The position-limits rules passed last year by the Commodity Futures Trading Commission (CFTC) landed with a thud. The rules propose to govern derivatives tied to 28 different commodities and limit both certain on-exchange futures as well some off-exchange options on futures and swaps. Generally viewed as weak, the rules nevertheless drew protest — and a legal challenge — from financial industry members.
As that lawsuit winds its way through the court system, traders may be wondering what framework for enforcement will be used when — and if — the rules ultimately are implemented. Court cases discussing the conduct that constitutes market manipulation can serve as one place to look for guidance.
The Commodity Exchange Act (CEA) makes it unlawful for anyone to manipulate — or try to manipulate — the price of a nationally traded commodity. Traders who suspect manipulation as the source of their losses can sue the person or group they think tried to influence market prices. To succeed, these claims need to show the creation of an artificial market price.
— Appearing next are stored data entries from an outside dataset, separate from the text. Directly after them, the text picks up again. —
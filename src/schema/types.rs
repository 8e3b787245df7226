use crate::schema::{SchemaInstance, SchemaType};
use std::fmt;
use std::sync::Arc;

/// Declared type of a schema field.
#[derive(Debug, Clone)]
pub enum FieldType {
	Str,
	Int,
	Float,
	Bool,
	/// A sequence. `Some(element)` checks every item against `element`.
	List(Option<Box<FieldType>>),
	/// A string-keyed mapping with arbitrary values.
	Map,
	/// Another schema type (nested configuration section).
	Nested(Arc<SchemaType>),
}

impl FieldType {
	/// Shorthand for `list[element]`.
	pub fn list_of(element: FieldType) -> Self {
		FieldType::List(Some(Box::new(element)))
	}

	/// The nested schema type, if this is a nested field.
	pub fn as_nested(&self) -> Option<&Arc<SchemaType>> {
		match self {
			FieldType::Nested(schema) => Some(schema),
			_ => None,
		}
	}

	/// Human-readable label used in generated comments.
	pub fn label(&self) -> String {
		match self {
			FieldType::Str => "String".to_string(),
			FieldType::Int => "Integer".to_string(),
			FieldType::Float => "Float".to_string(),
			FieldType::Bool => "Bool".to_string(),
			FieldType::List(None) => "List".to_string(),
			FieldType::List(Some(element)) => format!("List[{}]", element.label()),
			FieldType::Map => "Map".to_string(),
			FieldType::Nested(schema) => schema.name().to_string(),
		}
	}

	/// Compatibility check for primitive and container values.
	///
	/// Returns the value as it should be stored, or `None` if the value is not
	/// accepted. Integers are widened for float fields; everything else must
	/// match exactly.
	pub fn coerce(&self, value: Value) -> Option<Value> {
		match (self, value) {
			(FieldType::Str, v @ Value::Str(_)) => Some(v),
			(FieldType::Int, v @ Value::Int(_)) => Some(v),
			(FieldType::Float, Value::Int(i)) => Some(Value::Float(i as f64)),
			(FieldType::Float, v @ Value::Float(_)) => Some(v),
			(FieldType::Bool, v @ Value::Bool(_)) => Some(v),
			(FieldType::List(None), v @ Value::List(_)) => Some(v),
			(FieldType::List(Some(element)), Value::List(items)) => items
				.into_iter()
				.map(|item| element.coerce(item))
				.collect::<Option<Vec<_>>>()
				.map(Value::List),
			(FieldType::Map, v @ Value::Map(_)) => Some(v),
			(FieldType::Nested(schema), Value::Nested(instance))
				if Arc::ptr_eq(instance.schema(), schema) =>
			{
				Some(Value::Nested(instance))
			}
			_ => None,
		}
	}

	/// Infer a field type from a default value, for declarations without a type.
	pub fn infer(value: &Value) -> Option<Self> {
		match value {
			Value::Null => None,
			Value::Bool(_) => Some(FieldType::Bool),
			Value::Int(_) => Some(FieldType::Int),
			Value::Float(_) => Some(FieldType::Float),
			Value::Str(_) => Some(FieldType::Str),
			Value::List(_) => Some(FieldType::List(None)),
			Value::Map(_) => Some(FieldType::Map),
			Value::Nested(instance) => Some(FieldType::Nested(Arc::clone(instance.schema()))),
		}
	}
}

impl PartialEq for FieldType {
	fn eq(&self, other: &Self) -> bool {
		match (self, other) {
			(FieldType::Str, FieldType::Str)
			| (FieldType::Int, FieldType::Int)
			| (FieldType::Float, FieldType::Float)
			| (FieldType::Bool, FieldType::Bool)
			| (FieldType::Map, FieldType::Map) => true,
			(FieldType::List(a), FieldType::List(b)) => a == b,
			(FieldType::Nested(a), FieldType::Nested(b)) => Arc::ptr_eq(a, b),
			_ => false,
		}
	}
}

impl fmt::Display for FieldType {
	fn fmt(&self, f: &mut fmt::Formatter<'_>) -> fmt::Result {
		match self {
			FieldType::Str => write!(f, "str"),
			FieldType::Int => write!(f, "int"),
			FieldType::Float => write!(f, "float"),
			FieldType::Bool => write!(f, "bool"),
			FieldType::List(None) => write!(f, "list"),
			FieldType::List(Some(element)) => write!(f, "list[{element}]"),
			FieldType::Map => write!(f, "map"),
			FieldType::Nested(schema) => write!(f, "{}", schema.name()),
		}
	}
}

/// A configuration value.
///
/// Cloning a value is a deep copy; nested instances are owned, never shared.
#[derive(Debug, Clone, PartialEq)]
pub enum Value {
	Null,
	Bool(bool),
	Int(i64),
	Float(f64),
	Str(String),
	List(Vec<Value>),
	/// String-keyed mapping in document order.
	Map(Vec<(String, Value)>),
	Nested(SchemaInstance),
}

impl Value {
	/// Build a mapping value from key/value pairs.
	pub fn map<K, V>(entries: impl IntoIterator<Item = (K, V)>) -> Self
	where
		K: Into<String>,
		V: Into<Value>,
	{
		Value::Map(
			entries
				.into_iter()
				.map(|(k, v)| (k.into(), v.into()))
				.collect(),
		)
	}

	/// Name of the value's kind, as used in error messages.
	pub fn kind(&self) -> String {
		match self {
			Value::Null => "null".to_string(),
			Value::Bool(_) => "boolean".to_string(),
			Value::Int(_) => "integer".to_string(),
			Value::Float(_) => "float".to_string(),
			Value::Str(_) => "string".to_string(),
			Value::List(_) => "sequence".to_string(),
			Value::Map(_) => "mapping".to_string(),
			Value::Nested(instance) => instance.schema().name().to_string(),
		}
	}

	pub fn as_str(&self) -> Option<&str> {
		match self {
			Value::Str(s) => Some(s),
			_ => None,
		}
	}

	pub fn as_int(&self) -> Option<i64> {
		match self {
			Value::Int(i) => Some(*i),
			_ => None,
		}
	}

	pub fn as_float(&self) -> Option<f64> {
		match self {
			Value::Float(f) => Some(*f),
			_ => None,
		}
	}

	pub fn as_bool(&self) -> Option<bool> {
		match self {
			Value::Bool(b) => Some(*b),
			_ => None,
		}
	}

	pub fn as_list(&self) -> Option<&[Value]> {
		match self {
			Value::List(items) => Some(items),
			_ => None,
		}
	}

	pub fn as_list_mut(&mut self) -> Option<&mut Vec<Value>> {
		match self {
			Value::List(items) => Some(items),
			_ => None,
		}
	}

	pub fn as_map(&self) -> Option<&[(String, Value)]> {
		match self {
			Value::Map(entries) => Some(entries),
			_ => None,
		}
	}

	pub fn as_nested(&self) -> Option<&SchemaInstance> {
		match self {
			Value::Nested(instance) => Some(instance),
			_ => None,
		}
	}

	pub fn as_nested_mut(&mut self) -> Option<&mut SchemaInstance> {
		match self {
			Value::Nested(instance) => Some(instance),
			_ => None,
		}
	}

	/// Look up a key in a mapping value.
	pub fn get(&self, key: &str) -> Option<&Value> {
		self.as_map()?
			.iter()
			.find(|(k, _)| k == key)
			.map(|(_, v)| v)
	}
}

impl From<&str> for Value {
	fn from(value: &str) -> Self {
		Value::Str(value.to_string())
	}
}

impl From<String> for Value {
	fn from(value: String) -> Self {
		Value::Str(value)
	}
}

impl From<i64> for Value {
	fn from(value: i64) -> Self {
		Value::Int(value)
	}
}

impl From<i32> for Value {
	fn from(value: i32) -> Self {
		Value::Int(i64::from(value))
	}
}

impl From<f64> for Value {
	fn from(value: f64) -> Self {
		Value::Float(value)
	}
}

impl From<bool> for Value {
	fn from(value: bool) -> Self {
		Value::Bool(value)
	}
}

impl From<SchemaInstance> for Value {
	fn from(value: SchemaInstance) -> Self {
		Value::Nested(value)
	}
}

impl<T: Into<Value>> From<Vec<T>> for Value {
	fn from(value: Vec<T>) -> Self {
		Value::List(value.into_iter().map(Into::into).collect())
	}
}

#[cfg(test)]
mod tests {
	use super::*;

	#[test]
	fn test_float_accepts_integer() {
		assert_eq!(FieldType::Float.coerce(Value::Int(3)), Some(Value::Float(3.0)));
		assert_eq!(FieldType::Float.coerce(Value::Float(1.5)), Some(Value::Float(1.5)));
	}

	#[test]
	fn test_int_rejects_float_and_bool() {
		assert_eq!(FieldType::Int.coerce(Value::Float(1.0)), None);
		assert_eq!(FieldType::Int.coerce(Value::Bool(true)), None);
	}

	#[test]
	fn test_str_rejects_other_scalars() {
		assert_eq!(FieldType::Str.coerce(Value::Int(1)), None);
		assert_eq!(FieldType::Str.coerce(Value::Null), None);
		assert_eq!(FieldType::Str.coerce("x".into()), Some(Value::from("x")));
	}

	#[test]
	fn test_typed_list_checks_every_item() {
		let ty = FieldType::list_of(FieldType::Str);
		assert!(ty.coerce(Value::from(vec!["a", "b"])).is_some());
		assert!(ty.coerce(Value::List(vec!["a".into(), Value::Int(1)])).is_none());

		let floats = FieldType::list_of(FieldType::Float);
		assert_eq!(
			floats.coerce(Value::from(vec![1, 2])),
			Some(Value::List(vec![Value::Float(1.0), Value::Float(2.0)]))
		);
	}

	#[test]
	fn test_untyped_list_and_map() {
		assert!(FieldType::List(None).coerce(Value::List(vec![])).is_some());
		assert!(FieldType::Map.coerce(Value::map([("a", 1)])).is_some());
		assert!(FieldType::Map.coerce(Value::List(vec![])).is_none());
	}

	#[test]
	fn test_labels_and_names() {
		let ty = FieldType::list_of(FieldType::Int);
		assert_eq!(ty.label(), "List[Integer]");
		assert_eq!(ty.to_string(), "list[int]");
		assert_eq!(FieldType::Bool.label(), "Bool");
		assert_eq!(FieldType::Str.label(), "String");
	}

	#[test]
	fn test_infer_from_default() {
		assert_eq!(FieldType::infer(&Value::Int(1)), Some(FieldType::Int));
		assert_eq!(FieldType::infer(&Value::from(vec!["a"])), Some(FieldType::List(None)));
		assert_eq!(FieldType::infer(&Value::Null), None);
	}

	#[test]
	fn test_map_lookup() {
		let value = Value::map([("key1", "value1")]);
		assert_eq!(value.get("key1"), Some(&Value::from("value1")));
		assert_eq!(value.get("missing"), None);
	}

	#[test]
	fn test_nested_types_compare_by_identity() {
		use crate::schema::{FieldDecl, SchemaBuilder};

		let build = || {
			SchemaBuilder::new("Section")
				.field(FieldDecl::untyped("x").default(1))
				.build()
				.unwrap()
		};
		let first = build();
		let second = build();

		assert_eq!(
			FieldType::Nested(Arc::clone(&first)),
			FieldType::Nested(Arc::clone(&first))
		);
		assert_ne!(FieldType::Nested(Arc::clone(&first)), FieldType::Nested(Arc::clone(&second)));

		let nested = FieldType::Nested(Arc::clone(&first));
		assert!(nested.coerce(Value::Nested(first.instantiate())).is_some());
		assert_eq!(nested.coerce(Value::Nested(second.instantiate())), None);
	}
}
Proving artificial price means demonstrating that something other than legitimate market forces affected a commodity’s price during the period of alleged manipulation. Sometimes an otherwise legitimate transaction may run afoul of the CEA if it is combined with an improper motive.
Though breaking (or following) any surviving position-limit rule won’t by itself determine a claim of manipulation, the analytical framework behind a legal claim of manipulation may very well be what determines the ultimate sanction should a position-limit rule violation occur. In addition, a market manipulation claim remains a stand-alone way for traders to recover losses when something other than legitimate market forces are at work.